YOUR TASK:
Pull every line containing the word "clap" out of the material below.

DATA TO PROCESS:
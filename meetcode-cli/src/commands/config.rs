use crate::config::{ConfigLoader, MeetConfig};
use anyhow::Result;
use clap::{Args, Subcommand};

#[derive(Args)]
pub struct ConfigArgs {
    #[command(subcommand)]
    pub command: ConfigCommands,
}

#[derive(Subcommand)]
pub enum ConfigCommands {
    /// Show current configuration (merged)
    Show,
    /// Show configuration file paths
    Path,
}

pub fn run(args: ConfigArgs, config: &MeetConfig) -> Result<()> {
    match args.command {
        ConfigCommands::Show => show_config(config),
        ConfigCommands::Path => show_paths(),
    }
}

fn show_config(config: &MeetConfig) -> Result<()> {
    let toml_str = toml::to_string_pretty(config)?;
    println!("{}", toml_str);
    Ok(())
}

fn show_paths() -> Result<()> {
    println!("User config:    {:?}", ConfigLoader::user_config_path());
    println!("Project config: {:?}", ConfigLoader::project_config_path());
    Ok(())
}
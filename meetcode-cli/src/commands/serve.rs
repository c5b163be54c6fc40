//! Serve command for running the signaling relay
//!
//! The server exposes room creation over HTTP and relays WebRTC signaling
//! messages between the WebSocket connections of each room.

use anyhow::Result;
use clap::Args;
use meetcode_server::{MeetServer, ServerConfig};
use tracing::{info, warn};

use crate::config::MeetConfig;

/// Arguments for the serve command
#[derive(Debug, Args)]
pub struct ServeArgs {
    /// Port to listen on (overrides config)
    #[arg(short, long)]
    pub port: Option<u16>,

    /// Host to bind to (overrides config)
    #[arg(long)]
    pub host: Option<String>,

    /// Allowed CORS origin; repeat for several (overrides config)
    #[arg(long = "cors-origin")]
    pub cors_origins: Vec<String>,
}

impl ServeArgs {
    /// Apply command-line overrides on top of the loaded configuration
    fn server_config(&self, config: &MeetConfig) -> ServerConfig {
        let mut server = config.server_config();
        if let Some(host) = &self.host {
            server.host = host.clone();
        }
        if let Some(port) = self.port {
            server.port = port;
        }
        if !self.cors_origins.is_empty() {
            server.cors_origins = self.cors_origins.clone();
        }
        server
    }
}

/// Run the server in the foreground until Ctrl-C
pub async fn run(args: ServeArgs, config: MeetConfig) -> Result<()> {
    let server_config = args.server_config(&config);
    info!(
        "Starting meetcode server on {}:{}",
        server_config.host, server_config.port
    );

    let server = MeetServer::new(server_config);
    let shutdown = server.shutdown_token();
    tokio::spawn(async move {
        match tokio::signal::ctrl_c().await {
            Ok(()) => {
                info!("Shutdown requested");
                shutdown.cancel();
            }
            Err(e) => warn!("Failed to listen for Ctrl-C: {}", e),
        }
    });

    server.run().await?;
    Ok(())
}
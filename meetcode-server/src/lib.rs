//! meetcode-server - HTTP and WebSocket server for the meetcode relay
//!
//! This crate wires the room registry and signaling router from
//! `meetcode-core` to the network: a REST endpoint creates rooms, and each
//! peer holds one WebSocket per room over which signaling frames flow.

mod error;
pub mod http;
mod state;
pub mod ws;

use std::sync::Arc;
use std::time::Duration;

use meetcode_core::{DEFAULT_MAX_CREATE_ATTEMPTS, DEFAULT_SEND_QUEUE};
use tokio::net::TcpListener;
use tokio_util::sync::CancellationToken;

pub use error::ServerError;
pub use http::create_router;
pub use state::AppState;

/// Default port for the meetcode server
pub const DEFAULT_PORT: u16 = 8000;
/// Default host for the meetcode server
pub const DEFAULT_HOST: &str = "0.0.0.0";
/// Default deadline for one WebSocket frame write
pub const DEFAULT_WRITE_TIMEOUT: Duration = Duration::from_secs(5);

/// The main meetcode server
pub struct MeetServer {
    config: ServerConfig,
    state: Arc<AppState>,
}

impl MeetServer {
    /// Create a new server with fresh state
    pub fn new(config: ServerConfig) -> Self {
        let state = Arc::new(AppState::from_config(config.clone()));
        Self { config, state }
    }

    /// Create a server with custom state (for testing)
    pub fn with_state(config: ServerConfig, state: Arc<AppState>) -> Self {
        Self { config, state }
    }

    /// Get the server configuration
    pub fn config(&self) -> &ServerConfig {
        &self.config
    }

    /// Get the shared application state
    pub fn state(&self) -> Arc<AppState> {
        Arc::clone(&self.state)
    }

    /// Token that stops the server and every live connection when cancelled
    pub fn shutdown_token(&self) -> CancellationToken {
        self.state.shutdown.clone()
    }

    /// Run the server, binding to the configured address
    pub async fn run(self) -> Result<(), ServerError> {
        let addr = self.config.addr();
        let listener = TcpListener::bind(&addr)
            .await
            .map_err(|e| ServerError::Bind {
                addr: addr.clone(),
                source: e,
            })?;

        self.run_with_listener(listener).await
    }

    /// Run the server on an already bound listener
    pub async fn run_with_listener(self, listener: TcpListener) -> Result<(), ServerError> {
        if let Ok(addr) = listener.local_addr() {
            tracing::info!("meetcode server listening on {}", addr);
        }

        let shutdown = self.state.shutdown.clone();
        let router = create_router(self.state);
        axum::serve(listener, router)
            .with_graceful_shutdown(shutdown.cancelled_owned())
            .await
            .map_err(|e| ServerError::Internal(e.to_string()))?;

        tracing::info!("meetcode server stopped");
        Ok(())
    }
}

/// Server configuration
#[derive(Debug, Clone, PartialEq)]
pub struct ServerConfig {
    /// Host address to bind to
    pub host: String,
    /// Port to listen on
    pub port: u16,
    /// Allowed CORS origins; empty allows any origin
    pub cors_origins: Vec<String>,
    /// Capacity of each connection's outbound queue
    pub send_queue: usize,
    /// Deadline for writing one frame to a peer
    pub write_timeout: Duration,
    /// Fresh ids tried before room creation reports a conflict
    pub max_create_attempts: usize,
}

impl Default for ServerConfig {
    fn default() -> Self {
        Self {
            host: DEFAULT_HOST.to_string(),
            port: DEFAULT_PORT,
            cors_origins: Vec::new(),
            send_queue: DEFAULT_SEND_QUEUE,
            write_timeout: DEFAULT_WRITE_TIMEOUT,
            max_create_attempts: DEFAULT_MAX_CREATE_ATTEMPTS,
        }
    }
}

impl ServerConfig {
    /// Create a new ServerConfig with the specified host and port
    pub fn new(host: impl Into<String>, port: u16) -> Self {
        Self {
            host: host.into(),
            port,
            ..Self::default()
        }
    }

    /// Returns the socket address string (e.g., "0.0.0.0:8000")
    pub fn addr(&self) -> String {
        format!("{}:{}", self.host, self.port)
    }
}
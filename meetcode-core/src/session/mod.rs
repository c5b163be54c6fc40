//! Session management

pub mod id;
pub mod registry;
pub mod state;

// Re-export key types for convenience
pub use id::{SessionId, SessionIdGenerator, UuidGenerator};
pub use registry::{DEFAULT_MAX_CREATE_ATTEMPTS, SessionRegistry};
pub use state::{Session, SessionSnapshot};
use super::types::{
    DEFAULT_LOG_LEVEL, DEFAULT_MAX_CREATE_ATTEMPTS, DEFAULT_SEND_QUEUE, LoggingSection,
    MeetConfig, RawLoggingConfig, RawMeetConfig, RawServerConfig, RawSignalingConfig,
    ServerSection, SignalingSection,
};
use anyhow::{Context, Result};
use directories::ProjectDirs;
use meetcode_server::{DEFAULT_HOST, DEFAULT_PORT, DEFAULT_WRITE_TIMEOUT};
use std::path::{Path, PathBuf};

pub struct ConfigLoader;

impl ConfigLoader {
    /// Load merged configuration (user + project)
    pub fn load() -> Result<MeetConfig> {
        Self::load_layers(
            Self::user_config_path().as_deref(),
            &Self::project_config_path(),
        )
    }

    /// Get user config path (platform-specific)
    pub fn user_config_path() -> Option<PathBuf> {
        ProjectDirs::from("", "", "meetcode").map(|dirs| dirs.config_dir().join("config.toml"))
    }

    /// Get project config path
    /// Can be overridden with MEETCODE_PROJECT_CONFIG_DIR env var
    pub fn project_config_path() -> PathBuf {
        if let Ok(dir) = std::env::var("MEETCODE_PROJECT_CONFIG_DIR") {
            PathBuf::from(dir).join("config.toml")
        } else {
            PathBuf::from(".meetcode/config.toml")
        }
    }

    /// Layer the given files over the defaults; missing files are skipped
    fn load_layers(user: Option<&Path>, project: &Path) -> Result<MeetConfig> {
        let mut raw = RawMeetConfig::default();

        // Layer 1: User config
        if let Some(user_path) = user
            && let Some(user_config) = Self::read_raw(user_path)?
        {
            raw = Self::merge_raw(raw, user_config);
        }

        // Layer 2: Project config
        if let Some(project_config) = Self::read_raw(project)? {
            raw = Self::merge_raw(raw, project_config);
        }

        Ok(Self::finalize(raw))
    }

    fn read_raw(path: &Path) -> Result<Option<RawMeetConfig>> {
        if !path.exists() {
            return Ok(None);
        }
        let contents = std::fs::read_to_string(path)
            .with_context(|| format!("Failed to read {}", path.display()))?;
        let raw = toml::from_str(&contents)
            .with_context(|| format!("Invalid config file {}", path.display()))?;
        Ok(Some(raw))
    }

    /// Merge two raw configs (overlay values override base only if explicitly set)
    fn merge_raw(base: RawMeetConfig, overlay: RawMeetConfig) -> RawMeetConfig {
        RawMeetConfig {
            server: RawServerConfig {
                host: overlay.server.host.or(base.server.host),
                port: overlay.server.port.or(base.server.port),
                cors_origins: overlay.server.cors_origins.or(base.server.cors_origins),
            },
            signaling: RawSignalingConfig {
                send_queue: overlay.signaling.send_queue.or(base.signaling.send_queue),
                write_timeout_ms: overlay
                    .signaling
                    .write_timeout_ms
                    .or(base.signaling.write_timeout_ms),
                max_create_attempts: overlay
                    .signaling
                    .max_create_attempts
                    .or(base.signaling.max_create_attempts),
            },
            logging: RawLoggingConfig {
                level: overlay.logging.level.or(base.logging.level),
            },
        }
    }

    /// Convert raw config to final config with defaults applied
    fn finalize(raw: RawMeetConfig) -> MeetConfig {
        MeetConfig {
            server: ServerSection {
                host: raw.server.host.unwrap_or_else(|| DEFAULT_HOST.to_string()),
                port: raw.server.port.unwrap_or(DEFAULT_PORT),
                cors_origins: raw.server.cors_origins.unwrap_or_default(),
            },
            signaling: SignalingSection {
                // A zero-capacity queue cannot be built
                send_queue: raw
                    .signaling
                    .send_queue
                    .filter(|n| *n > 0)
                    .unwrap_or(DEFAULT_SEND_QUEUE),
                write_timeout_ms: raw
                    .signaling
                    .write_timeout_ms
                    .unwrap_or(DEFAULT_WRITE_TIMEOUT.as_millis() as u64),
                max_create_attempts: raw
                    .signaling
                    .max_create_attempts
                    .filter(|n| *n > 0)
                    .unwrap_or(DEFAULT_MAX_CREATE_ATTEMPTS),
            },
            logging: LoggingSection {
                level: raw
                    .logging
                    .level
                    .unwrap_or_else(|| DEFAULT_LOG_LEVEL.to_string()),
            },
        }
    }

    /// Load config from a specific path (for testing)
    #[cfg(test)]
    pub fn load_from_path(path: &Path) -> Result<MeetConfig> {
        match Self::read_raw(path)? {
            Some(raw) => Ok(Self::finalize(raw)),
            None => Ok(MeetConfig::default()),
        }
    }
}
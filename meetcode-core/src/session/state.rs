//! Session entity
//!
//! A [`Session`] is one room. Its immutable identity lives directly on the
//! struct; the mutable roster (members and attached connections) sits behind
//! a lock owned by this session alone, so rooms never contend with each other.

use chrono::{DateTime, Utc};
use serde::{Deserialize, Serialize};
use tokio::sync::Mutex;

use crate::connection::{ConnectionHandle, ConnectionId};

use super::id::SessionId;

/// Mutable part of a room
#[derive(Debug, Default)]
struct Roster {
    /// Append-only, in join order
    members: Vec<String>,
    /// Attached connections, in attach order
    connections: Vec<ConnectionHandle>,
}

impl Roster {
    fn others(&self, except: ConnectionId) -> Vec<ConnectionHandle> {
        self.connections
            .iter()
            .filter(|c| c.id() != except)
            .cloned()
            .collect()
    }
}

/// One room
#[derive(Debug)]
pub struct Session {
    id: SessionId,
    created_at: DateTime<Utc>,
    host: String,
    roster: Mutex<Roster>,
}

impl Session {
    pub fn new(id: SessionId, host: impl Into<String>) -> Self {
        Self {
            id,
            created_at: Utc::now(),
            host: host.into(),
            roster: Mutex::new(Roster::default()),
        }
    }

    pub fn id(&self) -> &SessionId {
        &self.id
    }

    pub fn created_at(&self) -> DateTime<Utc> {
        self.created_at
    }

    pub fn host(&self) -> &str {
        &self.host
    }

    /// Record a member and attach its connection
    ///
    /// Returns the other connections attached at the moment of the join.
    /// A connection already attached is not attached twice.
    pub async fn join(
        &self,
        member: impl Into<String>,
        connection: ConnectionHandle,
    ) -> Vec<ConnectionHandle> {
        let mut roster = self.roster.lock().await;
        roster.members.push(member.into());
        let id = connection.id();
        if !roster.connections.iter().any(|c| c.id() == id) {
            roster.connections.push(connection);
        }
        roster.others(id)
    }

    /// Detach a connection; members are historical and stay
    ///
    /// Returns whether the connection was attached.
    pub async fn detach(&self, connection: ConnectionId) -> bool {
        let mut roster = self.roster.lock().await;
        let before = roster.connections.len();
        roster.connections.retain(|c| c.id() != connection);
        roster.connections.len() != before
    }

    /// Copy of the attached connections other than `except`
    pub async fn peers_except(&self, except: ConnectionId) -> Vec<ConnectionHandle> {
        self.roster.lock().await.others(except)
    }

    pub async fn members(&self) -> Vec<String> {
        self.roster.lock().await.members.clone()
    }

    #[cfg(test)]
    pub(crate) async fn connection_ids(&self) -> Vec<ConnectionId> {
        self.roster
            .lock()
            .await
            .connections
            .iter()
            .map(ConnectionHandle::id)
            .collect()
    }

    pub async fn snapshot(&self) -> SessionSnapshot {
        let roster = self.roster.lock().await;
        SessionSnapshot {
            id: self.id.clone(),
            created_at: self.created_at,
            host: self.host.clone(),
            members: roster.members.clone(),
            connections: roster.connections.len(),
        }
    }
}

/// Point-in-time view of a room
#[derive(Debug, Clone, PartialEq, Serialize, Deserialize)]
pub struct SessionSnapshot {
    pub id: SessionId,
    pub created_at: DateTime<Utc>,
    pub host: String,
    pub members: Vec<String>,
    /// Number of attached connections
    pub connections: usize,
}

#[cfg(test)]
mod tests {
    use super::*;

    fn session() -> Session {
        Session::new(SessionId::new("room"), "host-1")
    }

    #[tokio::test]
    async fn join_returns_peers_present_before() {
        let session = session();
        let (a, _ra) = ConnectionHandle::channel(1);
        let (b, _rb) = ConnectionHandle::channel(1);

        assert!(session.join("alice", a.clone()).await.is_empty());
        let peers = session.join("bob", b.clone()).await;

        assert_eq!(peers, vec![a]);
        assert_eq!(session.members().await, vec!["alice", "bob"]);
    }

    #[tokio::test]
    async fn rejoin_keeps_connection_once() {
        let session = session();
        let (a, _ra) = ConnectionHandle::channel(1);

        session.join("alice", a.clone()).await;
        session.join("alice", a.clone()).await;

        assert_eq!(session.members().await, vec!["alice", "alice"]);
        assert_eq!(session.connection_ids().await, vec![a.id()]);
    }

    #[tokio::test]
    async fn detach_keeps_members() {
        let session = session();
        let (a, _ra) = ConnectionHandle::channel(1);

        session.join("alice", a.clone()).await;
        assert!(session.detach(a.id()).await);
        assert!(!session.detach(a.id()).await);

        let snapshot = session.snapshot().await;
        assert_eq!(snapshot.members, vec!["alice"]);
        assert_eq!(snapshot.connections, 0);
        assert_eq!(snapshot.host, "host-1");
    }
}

TASK ANSWER:
use clap::{Args, Subcommand};
use clap::Args;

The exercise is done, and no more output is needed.